寛文年間(1661-73)、聚楽第のなかにあった社を移した。 倉稲魂命ほかを祭る。 社名は豊臣秀吉の出世にあやかったもの。 本殿には6代目清水六兵衛作の神像、堂本印象の‘登り竜’天井図。 また尾上松之助寄進の石鳥居、新門辰五郎寄進の狛犬が、境内にある。 ◆由緒 足軽から関白太政大臣へと世にも希な立身出世を成し遂げられた豊臣秀吉公は幼少の頃から稲荷五柱の信仰が篤く、天正十七年(1587)に聚楽第を造営する際、天下統一の成就は稲荷信仰のおかげと感謝して邸内に稲荷社を勧請されました。 これが当出世稲荷神社の始まりです。
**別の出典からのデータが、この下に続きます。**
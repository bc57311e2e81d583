use std::path::PathBuf;

use anyhow::Result;
use clap::Args;

use crate::config::EngineConfig;
use crate::engine::Engine;
use crate::narrative::CORPUS_SIZE;

/// Maximum number of missing keys listed before summarizing.
const MAX_LISTED_MISSING: usize = 20;

#[derive(Args, Debug, Clone)]
pub struct Verify {
    /// Content directory (overrides HAQEI_CONTENT_DIR)
    #[arg(long)]
    pub content_dir: Option<PathBuf>,
}

pub async fn run_verify_command(args: &Verify, config: EngineConfig) -> Result<()> {
    let mut config = super::with_content_dir(config, args.content_dir.as_ref());
    // Load leniently so every gap can be listed instead of just the first.
    config.strict_corpus = false;

    let engine = Engine::from_config(&config);
    let context = engine.context().await?;
    let missing = context.corpus().missing_keys(context.catalog());

    println!("Content: {}", config.content_dir.display());
    println!("  profiles:   {}", context.catalog().len());
    println!(
        "  narratives: {} of {} ({} missing)",
        CORPUS_SIZE - missing.len(),
        CORPUS_SIZE,
        missing.len()
    );

    if missing.is_empty() {
        println!("OK");
        return Ok(());
    }

    for key in missing.iter().take(MAX_LISTED_MISSING) {
        println!("  missing: {}", key);
    }
    if missing.len() > MAX_LISTED_MISSING {
        println!("  ... and {} more", missing.len() - MAX_LISTED_MISSING);
    }
    anyhow::bail!("narrative corpus is incomplete ({} missing)", missing.len())
}
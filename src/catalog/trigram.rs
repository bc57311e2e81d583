//! Lines and the eight trigrams.

use serde::{Deserialize, Serialize};

use crate::catalog::dimension::Dimension;

/// A single line of a hexagram.
#[derive(Debug, Clone, Copy, PartialEq, Eq, Hash, Serialize, Deserialize)]
#[serde(rename_all = "snake_case")]
pub enum Line {
    /// Broken line, binary 0.
    Yin = 0,
    /// Solid line, binary 1.
    Yang = 1,
}

impl Line {
    pub fn from_bit(bit: u8) -> Option<Self> {
        match bit {
            0 => Some(Self::Yin),
            1 => Some(Self::Yang),
            _ => None,
        }
    }

    pub fn bit(self) -> u8 {
        self as u8
    }

    pub fn flipped(self) -> Self {
        match self {
            Self::Yin => Self::Yang,
            Self::Yang => Self::Yin,
        }
    }
}

/// One of the eight 3-line sub-patterns.
#[derive(Debug, Clone, Copy, PartialEq, Eq, PartialOrd, Ord, Hash, Serialize, Deserialize)]
#[serde(rename_all = "snake_case")]
pub enum Trigram {
    Qian,
    Dui,
    Li,
    Zhen,
    Xun,
    Kan,
    Gen,
    Kun,
}

impl Trigram {
    pub const ALL: [Trigram; 8] = [
        Trigram::Qian,
        Trigram::Dui,
        Trigram::Li,
        Trigram::Zhen,
        Trigram::Xun,
        Trigram::Kan,
        Trigram::Gen,
        Trigram::Kun,
    ];

    /// Lines bottom-to-top.
    pub fn lines(self) -> [Line; 3] {
        use Line::{Yang, Yin};
        match self {
            Self::Qian => [Yang, Yang, Yang],
            Self::Dui => [Yang, Yang, Yin],
            Self::Li => [Yang, Yin, Yang],
            Self::Zhen => [Yang, Yin, Yin],
            Self::Xun => [Yin, Yang, Yang],
            Self::Kan => [Yin, Yang, Yin],
            Self::Gen => [Yin, Yin, Yang],
            Self::Kun => [Yin, Yin, Yin],
        }
    }

    pub fn from_lines(lines: [Line; 3]) -> Self {
        Self::ALL
            .into_iter()
            .find(|t| t.lines() == lines)
            .unwrap_or(Self::Kun)
    }

    /// Trigram character, e.g. `乾`.
    pub fn name(self) -> &'static str {
        match self {
            Self::Qian => "乾",
            Self::Dui => "兌",
            Self::Li => "離",
            Self::Zhen => "震",
            Self::Xun => "巽",
            Self::Kan => "坎",
            Self::Gen => "艮",
            Self::Kun => "坤",
        }
    }

    /// Natural image used in hexagram names, e.g. `天` for 乾.
    pub fn image(self) -> &'static str {
        match self {
            Self::Qian => "天",
            Self::Dui => "沢",
            Self::Li => "火",
            Self::Zhen => "雷",
            Self::Xun => "風",
            Self::Kan => "水",
            Self::Gen => "山",
            Self::Kun => "地",
        }
    }

    pub fn as_str(self) -> &'static str {
        match self {
            Self::Qian => "qian",
            Self::Dui => "dui",
            Self::Li => "li",
            Self::Zhen => "zhen",
            Self::Xun => "xun",
            Self::Kan => "kan",
            Self::Gen => "gen",
            Self::Kun => "kun",
        }
    }

    /// The trait dimension anchored to this trigram.
    pub fn dimension(self) -> Dimension {
        match self {
            Self::Qian => Dimension::Creativity,
            Self::Zhen => Dimension::Action,
            Self::Kan => Dimension::Exploration,
            Self::Gen => Dimension::Stability,
            Self::Kun => Dimension::Receptivity,
            Self::Xun => Dimension::Adaptability,
            Self::Li => Dimension::Expression,
            Self::Dui => Dimension::Harmony,
        }
    }

    /// Accepts the character (`乾`), the image (`天`, also `澤`) or the romanized name.
    pub fn from_name(name: &str) -> Option<Self> {
        let name = name.trim();
        if name == "澤" {
            return Some(Self::Dui);
        }
        Self::ALL.into_iter().find(|t| {
            t.name() == name || t.image() == name || t.as_str().eq_ignore_ascii_case(name)
        })
    }
}

impl std::fmt::Display for Trigram {
    fn fmt(&self, f: &mut std::fmt::Formatter<'_>) -> std::fmt::Result {
        f.pad(self.name())
    }
}
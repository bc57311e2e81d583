use std::path::PathBuf;

use anyhow::Result;
use clap::Args;

use super::OutputFormat;
use crate::config::EngineConfig;
use crate::engine::Engine;
use crate::transformation::TransformationTree;

#[derive(Args, Debug, Clone)]
pub struct Tree {
    /// Starting hexagram id (1-64)
    pub hexagram: u8,

    /// Starting line position (1 = bottom, 6 = top)
    pub position: u8,

    /// Output format
    #[arg(long, value_enum, default_value_t = OutputFormat::Table)]
    pub format: OutputFormat,

    /// Content directory (overrides HAQEI_CONTENT_DIR)
    #[arg(long)]
    pub content_dir: Option<PathBuf>,
}

pub async fn run_tree_command(args: &Tree, config: EngineConfig) -> Result<()> {
    let config = super::with_content_dir(config, args.content_dir.as_ref());
    let engine = Engine::from_config(&config);
    let tree = engine.generate(args.hexagram, args.position).await?;

    match args.format {
        OutputFormat::Json => println!("{}", serde_json::to_string_pretty(&tree)?),
        OutputFormat::Table => print_tree(&tree),
    }
    Ok(())
}

fn print_tree(tree: &TransformationTree) {
    println!(
        "{} {} (#{}, line {})\n",
        tree.root_name, tree.root_line_name, tree.root.hexagram_id, tree.root.line_position
    );
    for leaf in &tree.leaves {
        let path = leaf
            .path
            .iter()
            .map(|n| format!("{}:{}", n.hexagram_id, n.line_position))
            .collect::<Vec<_>>()
            .join(" -> ");
        println!(
            "  {}  {:<22} {} {}",
            leaf.code, path, leaf.final_name, leaf.final_line_name
        );
        println!("       {}", leaf.narrative.text);
    }
}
翌年、聚楽第行楽の折に稲荷社に参拝された後陽成天皇より『出世』の称号を賜り、諸大名が開運出世祈願する社として大いに栄えました。 寛文三年(1663)にこの地に移されてからは秀吉公の出世にあやかって出世開運を願う人々がいつも絶えず、江戸時代後期には鳥居の数も三百二十九本に達したと伝えられています。 境内には秀吉公と北の政所をお祀りした豊の社があります。 出世稲荷には『開運出世の福』『衣食住の福』『地位名望の福』『農工商その他一切の生業に大繁栄の福』等の十種の神徳があるとされています。 境内の水天宮には水難・火難・病難・盗難除けのご利益があるとされ、寿石、福石、禄石の三つの石を御神体にした三石大神はかつて「勝石・取り石・打出し石』などと呼んで大変信仰した勝負運の神様です。

善想寺

本地蔵尊は今から1200年前、伝教大師最澄上人自らお彫りになられた大師一代の念持仏(守り本尊)であり、大師亡き後は滋賀県坂本村にまつられた。 この地蔵尊を天正15年(1587)3月23日、当山初代住職がご縁を得て善想寺山門横の堂内にお迎えした。 泥足地蔵、汗出し地蔵とも呼ぶ。 この地蔵尊に祈願しておけば、もし難産だったとき、お地蔵さんが玉のような汗を出して、妊婦の苦しみを引き受けてくれる「汗だし地蔵」と呼ばれ、また、田植え時に急病になった信者に代わって田植えをし、泥だらけになっていたところから「泥足地蔵」とも呼ばれている。 地蔵菩薩像(泥足地蔵尊 汗だし地蔵尊)

霊光殿天満宮

1018年(寛仁2)菅原道真6世の孫、菅原定義が、九州配流の途中の道真が立ち寄った河内国若江の旧跡地に、創始したのが始まりと伝える。 その後、道真左遷の時に、天から一条の光が下ったという当地に移され、そのことから霊光殿と称するようになった。 若江家が代々の祠官として奉仕したが、応仁の乱で東寺に御神体を移した。 江戸時代になって絶えていた若江家が再興されると塔之段の若江家に再遷、さらに1761年(宝暦11)現在地に移転した。 徳川家康が若江家再興に尽力したことから、1636年(寛永13)当社に合祀されている。 例祭、11月25日。

来ぬか薬師(薬師院)

織田信長が美濃の斎藤道三の意をくみ天下統一にただ一つ、伝教大師が彫った薬師如来が現存するのは比叡山延暦寺と同院のみである。 当時の住職の夢枕に「一切の病苦を取り除こう。来ぬか、来ぬか」とお告げがあり、来ぬか薬師と称された。 薬木 黄檗樹(きはだ)で製作した疾病退散数珠(具合の悪い所をさするとよい)がある。